Abstract
Abstract 928
Lenalidomide (Len) has been shown to be clinically effective against multiple myeloma (MM) as a single agent and in combination for both newly diagnosed and relapsed/refractory settings, and is increasingly utilized in maintenance therapy. Despite the successful use of Len, some patients display a poor response or become refractory after an initial response. As previously published by our group, hyperactivation of Wnt/β-catenin signaling was identified as a mediating factor for Len-specific resistance in MM cell lines.
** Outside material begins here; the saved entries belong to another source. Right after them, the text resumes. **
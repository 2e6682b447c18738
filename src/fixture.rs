//! 二項演算ベンチマークのフィクスチャ
//!
//! 2つの入力配列と1つの出力配列を所有し、同じ要素ごとの加算を
//! 4種類の呼び出し方式で実行する。各実行は `output[..loops]` のみを書き換え、
//! それ以降の要素は前回の実行結果のまま残す（計測区間外の余計な処理を避けるため）。

use crate::core::{BenchError, BenchResult, BinaryOp, DispatchStrategy};
use crate::operations::{AddOperation, InlineAddOperation};
use std::hint::black_box;
use tracing::debug;

/// 基準となる配列長
pub const DEFAULT_LENGTH: usize = 500;

/// 基準となるループ回数の組
pub const REFERENCE_LOOPS: [usize; 2] = [5, 500];

/// 二項演算ベンチマークのフィクスチャ
#[derive(Debug, Clone)]
pub struct BinaryOpFixture {
    lhs: Vec<f64>,
    rhs: Vec<f64>,
    output: Vec<f64>,
    loops: usize,
}

impl BinaryOpFixture {
    /// 基準構成（長さ500）のフィクスチャを作成
    pub fn new() -> Self {
        Self::with_length(DEFAULT_LENGTH)
    }

    /// 指定した長さのフィクスチャを作成
    ///
    /// `lhs[i] = i / 10.0`, `rhs[i] = 10.0 - i / 5.0` で決定的に初期化する
    pub fn with_length(length: usize) -> Self {
        let lhs = (0..length).map(|i| i as f64 / 10.0).collect();
        let rhs = (0..length).map(|i| 10.0 - i as f64 / 5.0).collect();
        let loops = REFERENCE_LOOPS[0].min(length);

        debug!(length, loops, "フィクスチャを作成しました");

        Self {
            lhs,
            rhs,
            output: vec![0.0; length],
            loops,
        }
    }

    pub fn len(&self) -> usize {
        self.lhs.len()
    }

    pub fn is_empty(&self) -> bool {
        self.lhs.is_empty()
    }

    pub fn loops(&self) -> usize {
        self.loops
    }

    /// ループ回数を設定
    ///
    /// 配列長を超える値は拒否する。実行メソッドはこの不変条件を前提に
    /// スライスするため、ここを迂回した範囲外アクセスはパニックになる
    pub fn set_loops(&mut self, loops: usize) -> BenchResult<()> {
        if loops > self.len() {
            return Err(BenchError::loops_out_of_range(loops, self.len()));
        }
        debug!(loops, "ループ回数を設定しました");
        self.loops = loops;
        Ok(())
    }

    pub fn lhs(&self) -> &[f64] {
        &self.lhs
    }

    pub fn rhs(&self) -> &[f64] {
        &self.rhs
    }

    /// 出力配列全体（`loops` 以降は前回の値が残る）
    pub fn output(&self) -> &[f64] {
        &self.output
    }

    /// 直近の実行で計算対象となる出力範囲
    pub fn active_output(&self) -> &[f64] {
        &self.output[..self.loops]
    }

    /// 指定した方式で1回実行
    pub fn run(&mut self, strategy: DispatchStrategy) {
        match strategy {
            DispatchStrategy::Baseline => self.run_baseline(),
            DispatchStrategy::Closure => self.run_via_closure(),
            DispatchStrategy::DynamicDispatch => self.run_via_dynamic_dispatch(),
            DispatchStrategy::StaticDispatch => self.run_via_static_dispatch(),
        }
    }

    // ========================================
    // 計測対象の実行メソッド
    // ========================================

    /// 抽象化なしのループ（基準）
    pub fn run_baseline(&mut self) {
        let loops = self.loops;
        let lhs = &self.lhs[..loops];
        let rhs = &self.rhs[..loops];
        let output = &mut self.output[..loops];

        for ((out, &a), &b) in output.iter_mut().zip(lhs).zip(rhs) {
            *out = a + b;
        }
    }

    /// クロージャ経由のループ
    pub fn run_via_closure(&mut self) {
        self.perform_with_closure(|lhs, rhs| lhs + rhs);
    }

    /// トレイトオブジェクト経由のループ
    ///
    /// 演算オブジェクトはループの外で1度だけ生成し、`black_box` で
    /// 最適化による脱仮想化を防ぐ
    pub fn run_via_dynamic_dispatch(&mut self) {
        let op: Box<dyn BinaryOp> = Box::new(AddOperation::new());
        self.perform_dynamic(black_box(op.as_ref()));
    }

    /// ジェネリクス経由のループ
    pub fn run_via_static_dispatch(&mut self) {
        self.perform_static::<InlineAddOperation>();
    }

    // ========================================
    // 呼び出し方式ごとの共通ループ
    // ========================================

    /// 任意のクロージャで要素ごとに演算
    pub fn perform_with_closure<F>(&mut self, function: F)
    where
        F: Fn(f64, f64) -> f64,
    {
        let loops = self.loops;
        let lhs = &self.lhs[..loops];
        let rhs = &self.rhs[..loops];
        let output = &mut self.output[..loops];

        for ((out, &a), &b) in output.iter_mut().zip(lhs).zip(rhs) {
            *out = function(a, b);
        }
    }

    /// 実行時に解決される演算オブジェクトで要素ごとに演算
    pub fn perform_dynamic(&mut self, op: &dyn BinaryOp) {
        let loops = self.loops;
        let lhs = &self.lhs[..loops];
        let rhs = &self.rhs[..loops];
        let output = &mut self.output[..loops];

        for ((out, &a), &b) in output.iter_mut().zip(lhs).zip(rhs) {
            *out = op.perform(a, b);
        }
    }

    /// コンパイル時に解決される演算型で要素ごとに演算
    pub fn perform_static<T>(&mut self)
    where
        T: BinaryOp + Default,
    {
        let loops = self.loops;
        let lhs = &self.lhs[..loops];
        let rhs = &self.rhs[..loops];
        let output = &mut self.output[..loops];
        let op = T::default();

        for ((out, &a), &b) in output.iter_mut().zip(lhs).zip(rhs) {
            *out = op.perform(a, b);
        }
    }

    /// 計算対象範囲を NaN で埋める（検証専用、計測区間では使わない）
    pub(crate) fn poison_active_output(&mut self) {
        let loops = self.loops;
        self.output[..loops].fill(f64::NAN);
    }
}

impl Default for BinaryOpFixture {
    fn default() -> Self {
        Self::new()
    }
}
Additionally, a downstream transcriptional product of Wnt/β-catenin signaling is the extracellular matrix binding protein CD44, which has been implicated in cellular-adhesion-mediated drug-resistance (CAM-DR) in several cancer models, including dexamethasone-resistant MM. These early studies established a rationale to target aberrant Wnt/β-catenin signaling and CD44-mediated CAM-DR to overcome Len resistance.
Wild-type (Wt) and lenalidomide-resistant (LR) MM cell lines were used as models to evaluate the effectiveness of targeting the Wnt/β-catenin signaling pathway and CD44-dependent CAM-DR to overcome Len resistance with Wnt/β-catenin antagonists, shRNA knockdown of CD44, and anti-CD44 neutralization.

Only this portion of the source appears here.